Romanian mathematician

Alexandra Seceleanu is a Romanian mathematician specializing in commutative algebra. She is an associate professor of mathematics at the University of Nebraska–Lincoln. She was awarded the 2024-2025 Ruth I. Michler Memorial Prize.

==Education and career==
Seceleanu graduated from the University of Bucharest, and in 2005 obtained a master's degree in mathematics from the Bucharest Superior Normal School with a focus on algebra, geometry, and topology. She completed a Ph.D. at the University of Illinois in 2011, supervised by Phillip Griffith and Hal Schenck.

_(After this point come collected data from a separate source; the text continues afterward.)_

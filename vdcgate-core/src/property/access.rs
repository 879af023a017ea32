use super::container::{NameMatch, PropertyContainer};
use super::descriptor::{PropertyDescriptor, PropertyDescriptorPtr};
use super::{AccessMode, PropertyPreparation};
use crate::error::ApiError;
use crate::ids::AccessDomain;
use crate::value::{ApiValue, ApiValuePtr, ApiValueType};
use futures::future::BoxFuture;
use std::sync::Arc;
use tracing::{debug, trace};

/// Apply `query` to the property tree rooted at `container`.
///
/// Read mode returns an object mirroring the query with the values found.
/// Write modes return null. Descriptors flagged for preparation are accessed
/// after the synchronous walk, one at a time, in the order they were met.
pub async fn access_property(
    container: &Arc<dyn PropertyContainer>,
    mode: AccessMode,
    query: &dyn ApiValue,
    domain: AccessDomain,
    api_version: u32,
) -> Result<ApiValuePtr, ApiError> {
    let root = PropertyDescriptor::root(api_version);
    let mut result = query.new_value(ApiValueType::Object);
    let mut preparations = Vec::new();

    if mode == AccessMode::Read && !query.is_type(ApiValueType::Object) {
        let everything = wildcard_query(query);
        access_internal(
            container,
            mode,
            everything.as_ref(),
            domain,
            &root,
            result.as_mut(),
            &[],
            &mut preparations,
        )?;
    } else {
        access_internal(
            container,
            mode,
            query,
            domain,
            &root,
            result.as_mut(),
            &[],
            &mut preparations,
        )?;
    }

    if !preparations.is_empty() {
        debug!(
            mode = %mode,
            count = preparations.len(),
            "Draining property preparations"
        );
        drain_preparations(mode, preparations, result.as_mut()).await?;
    }

    if mode == AccessMode::Read {
        Ok(result)
    } else {
        Ok(query.new_value(ApiValueType::Null))
    }
}

fn wildcard_query(like: &dyn ApiValue) -> ApiValuePtr {
    let mut query = like.new_value(ApiValueType::Object);
    query.add_null("");
    query
}

/// Walk one object level. Read results are added to `result`, which is a
/// scratch object in write modes.
#[allow(clippy::too_many_arguments)]
fn access_internal(
    container: &Arc<dyn PropertyContainer>,
    mode: AccessMode,
    query: &dyn ApiValue,
    domain: AccessDomain,
    parent: &PropertyDescriptorPtr,
    result: &mut dyn ApiValue,
    path: &[String],
    preparations: &mut Vec<PropertyPreparation>,
) -> Result<(), ApiError> {
    if !query.is_type(ApiValueType::Object) {
        return Err(ApiError::invalid_value_type(format!(
            "query for '{}' must be an object",
            parent.path()
        )));
    }

    for name in query.keys() {
        let Some(subquery) = query.get(&name) else {
            continue;
        };
        let addressing = NameMatch::parse(&name);
        if mode.is_write() && addressing == NameMatch::Wildcard {
            return Err(ApiError::forbidden(format!(
                "wildcard not allowed in {} access",
                mode
            )));
        }

        let mut start_index = 0;
        let mut matched = false;
        while let Some(descriptor) =
            container.get_descriptor_by_name(&name, &mut start_index, domain, mode, parent)
        {
            matched = true;
            let mut entry_path = path.to_vec();
            entry_path.push(descriptor.name().to_string());

            if descriptor.needs_preparation(mode) {
                trace!(property = %descriptor.path(), "Deferring access until prepared");
                if mode == AccessMode::Read {
                    result.add_null(descriptor.name());
                }
                preparations.push(PropertyPreparation {
                    container: container.clone(),
                    descriptor: descriptor.clone(),
                    domain,
                    query: subquery.clone(),
                    result_path: entry_path,
                });
            } else {
                access_descriptor(
                    container,
                    mode,
                    &descriptor,
                    domain,
                    subquery.as_ref(),
                    result,
                    &entry_path,
                    preparations,
                )?;
            }

            if addressing != NameMatch::Wildcard {
                break;
            }
        }

        if !matched {
            match addressing {
                NameMatch::Name(unknown) if mode == AccessMode::Read => {
                    result.add_null(unknown);
                }
                NameMatch::Name(unknown) => {
                    return Err(ApiError::not_found(format!(
                        "unknown property '{}'",
                        join_path(parent, unknown)
                    )));
                }
                NameMatch::Index(index) if mode.is_write() => {
                    return Err(ApiError::no_content(format!(
                        "no element #{} in '{}'",
                        index,
                        parent.path()
                    )));
                }
                _ => {}
            }
        }
    }
    Ok(())
}

fn join_path(parent: &PropertyDescriptorPtr, name: &str) -> String {
    if parent.is_root() {
        name.to_string()
    } else {
        format!("{}.{}", parent.path(), name)
    }
}

/// Access one resolved descriptor: recurse into structured ones, call
/// `access_field` for leaves.
#[allow(clippy::too_many_arguments)]
fn access_descriptor(
    container: &Arc<dyn PropertyContainer>,
    mode: AccessMode,
    descriptor: &PropertyDescriptorPtr,
    domain: AccessDomain,
    subquery: &dyn ApiValue,
    result: &mut dyn ApiValue,
    path: &[String],
    preparations: &mut Vec<PropertyPreparation>,
) -> Result<(), ApiError> {
    if descriptor.is_structured() {
        if mode == AccessMode::Delete && subquery.is_null() {
            return delete_field(container, descriptor, subquery);
        }
        let mut sub_domain = domain;
        let Some(sub_container) = container.get_container(descriptor, &mut sub_domain) else {
            if mode.is_write() {
                return Err(ApiError::forbidden(format!(
                    "'{}' is not accessible",
                    descriptor.path()
                )));
            }
            return Ok(());
        };

        if mode == AccessMode::Read {
            let everything;
            let subquery = if subquery.is_type(ApiValueType::Object) {
                subquery
            } else {
                everything = wildcard_query(subquery);
                everything.as_ref()
            };
            let mut entry = result.new_value(ApiValueType::Object);
            access_internal(
                &sub_container,
                mode,
                subquery,
                sub_domain,
                descriptor,
                entry.as_mut(),
                path,
                preparations,
            )?;
            result.add(descriptor.name(), entry);
        } else {
            if !subquery.is_type(ApiValueType::Object) {
                return Err(ApiError::invalid_value_type(format!(
                    "'{}' needs an object value, got {}",
                    descriptor.path(),
                    subquery.value_type()
                )));
            }
            access_internal(
                &sub_container,
                mode,
                subquery,
                sub_domain,
                descriptor,
                result,
                path,
                preparations,
            )?;
            container.written_property(mode, descriptor, sub_domain, &sub_container);
        }
        return Ok(());
    }

    match mode {
        AccessMode::Read => {
            let mut value = result.new_value(descriptor.value_type());
            if !container.access_field(mode, value.as_mut(), descriptor) {
                value.set_null();
            }
            result.add(descriptor.name(), value);
            Ok(())
        }
        AccessMode::Write | AccessMode::WritePreload => {
            if !is_compatible(descriptor.value_type(), subquery) {
                return Err(ApiError::invalid_value_type(format!(
                    "'{}' is {}, cannot take {}",
                    descriptor.path(),
                    descriptor.value_type(),
                    subquery.value_type()
                )));
            }
            let mut value = subquery.clone_value();
            if container.access_field(mode, value.as_mut(), descriptor) {
                Ok(())
            } else {
                Err(ApiError::forbidden(format!(
                    "'{}' is not writable",
                    descriptor.path()
                )))
            }
        }
        AccessMode::Delete => delete_field(container, descriptor, subquery),
    }
}

fn delete_field(
    container: &Arc<dyn PropertyContainer>,
    descriptor: &PropertyDescriptorPtr,
    subquery: &dyn ApiValue,
) -> Result<(), ApiError> {
    let mut value = subquery.new_value(ApiValueType::Null);
    if descriptor.is_deletable()
        && container.access_field(AccessMode::Delete, value.as_mut(), descriptor)
    {
        Ok(())
    } else {
        Err(ApiError::forbidden(format!(
            "'{}' cannot be deleted",
            descriptor.path()
        )))
    }
}

/// Whether a leaf declared as `declared` accepts `value`. Null clears any
/// leaf; numeric kinds (bool included) convert among themselves.
fn is_compatible(declared: ApiValueType, value: &dyn ApiValue) -> bool {
    let actual = value.value_type();
    if actual == ApiValueType::Null {
        return true;
    }
    match declared {
        ApiValueType::Null => true,
        ApiValueType::Bool | ApiValueType::Int64 | ApiValueType::Uint64 | ApiValueType::Double => {
            actual.is_numeric()
        }
        ApiValueType::String => !actual.is_structured(),
        ApiValueType::Binary => matches!(actual, ApiValueType::Binary | ApiValueType::String),
        ApiValueType::Object | ApiValueType::Array => actual == declared,
    }
}

/// Prepare, access and finish each record in turn. Records produced while
/// accessing one record are drained before that record finishes.
fn drain_preparations<'a>(
    mode: AccessMode,
    preparations: Vec<PropertyPreparation>,
    result: &'a mut dyn ApiValue,
) -> BoxFuture<'a, Result<(), ApiError>> {
    Box::pin(async move {
        for preparation in preparations {
            let container = preparation.container.clone();
            let descriptor = preparation.descriptor.clone();
            let outcome = match container.prepare_access(mode, &preparation).await {
                Ok(()) => {
                    let mut nested = Vec::new();
                    let mut holder = result.new_value(ApiValueType::Object);
                    match access_descriptor(
                        &container,
                        mode,
                        &descriptor,
                        preparation.domain,
                        preparation.query.as_ref(),
                        holder.as_mut(),
                        &preparation.result_path,
                        &mut nested,
                    ) {
                        Ok(()) => {
                            if mode == AccessMode::Read {
                                splice(
                                    &mut *result,
                                    &preparation.result_path,
                                    holder.get(descriptor.name()),
                                );
                            }
                            drain_preparations(mode, nested, &mut *result).await
                        }
                        Err(err) => Err(err),
                    }
                }
                Err(err) => {
                    debug!(property = %descriptor.path(), error = %err, "Preparation failed");
                    Err(err)
                }
            };
            container.finish_access(mode, &descriptor);
            outcome?;
        }
        Ok(())
    })
}

/// Replace the placeholder at `path` with `value`, or remove it if the
/// prepared access produced nothing.
fn splice(target: &mut dyn ApiValue, path: &[String], value: Option<ApiValuePtr>) {
    match path {
        [] => {}
        [key] => match value {
            Some(value) => target.add(key, value),
            None => target.del(key),
        },
        [key, rest @ ..] => {
            if let Some(mut child) = target.get(key) {
                splice(child.as_mut(), rest, value);
                target.add(key, child);
            }
        }
    }
}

Seceleanu started working as a postdoctoral researcher at the University of Nebraska–Lincoln in 2011, where in 2015 she became an assistant professor, and in 2021 an associate professor. She is on the editorial board of the Journal of Commutative Algebra.

===Research===
Seceleanu's research within the field of commutative algebra concerns both theoretical and computational problems. She has an interest in algebraic geometry, in particular in how it can be studied via methods from homological algebra.
She also works on computational algebra, and has contributed to Macaulay2.

==Recognition==
In 2018 Seceleanu won the Harold & Esther Edgerton Junior Faculty Award, which is awarded annually by the University of Nebraska–Lincoln to a junior faculty member demonstrating "creative research, extraordinary teaching abilities, and academic promise". She was awarded the 2024-2025 Ruth I. Michler Memorial Prize. Since 2024 she holds a Milton Mohr Associate Professorship at the University of Nebraska–Lincoln.